### Records to process
————————

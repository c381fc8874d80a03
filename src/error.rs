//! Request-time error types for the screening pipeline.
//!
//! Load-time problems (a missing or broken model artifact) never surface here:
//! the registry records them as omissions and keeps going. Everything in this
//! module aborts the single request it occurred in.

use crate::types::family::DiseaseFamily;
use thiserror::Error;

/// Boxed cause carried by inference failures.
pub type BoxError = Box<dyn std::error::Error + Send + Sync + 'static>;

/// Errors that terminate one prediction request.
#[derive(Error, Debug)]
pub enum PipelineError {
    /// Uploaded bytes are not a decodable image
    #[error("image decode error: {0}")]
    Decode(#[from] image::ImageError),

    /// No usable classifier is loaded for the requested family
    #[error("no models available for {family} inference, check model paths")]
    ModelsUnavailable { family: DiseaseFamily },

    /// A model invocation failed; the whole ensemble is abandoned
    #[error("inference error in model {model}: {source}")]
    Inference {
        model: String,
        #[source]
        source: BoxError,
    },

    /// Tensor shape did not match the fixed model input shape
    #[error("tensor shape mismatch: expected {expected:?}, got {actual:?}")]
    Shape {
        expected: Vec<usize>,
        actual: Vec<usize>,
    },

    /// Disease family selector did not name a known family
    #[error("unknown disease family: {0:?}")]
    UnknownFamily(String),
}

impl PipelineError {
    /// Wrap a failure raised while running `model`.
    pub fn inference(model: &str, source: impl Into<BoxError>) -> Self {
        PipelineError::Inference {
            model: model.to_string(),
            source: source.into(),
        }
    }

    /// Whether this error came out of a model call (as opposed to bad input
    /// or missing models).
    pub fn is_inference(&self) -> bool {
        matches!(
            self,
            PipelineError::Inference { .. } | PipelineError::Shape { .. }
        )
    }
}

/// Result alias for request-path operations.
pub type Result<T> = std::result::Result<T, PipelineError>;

————————

### What to work on
Which of the lines above hold the word "missing"? Copy each one.

### Answer to this exercise
//! Load-time problems (a missing or broken model artifact) never surface here:
    /// or missing models).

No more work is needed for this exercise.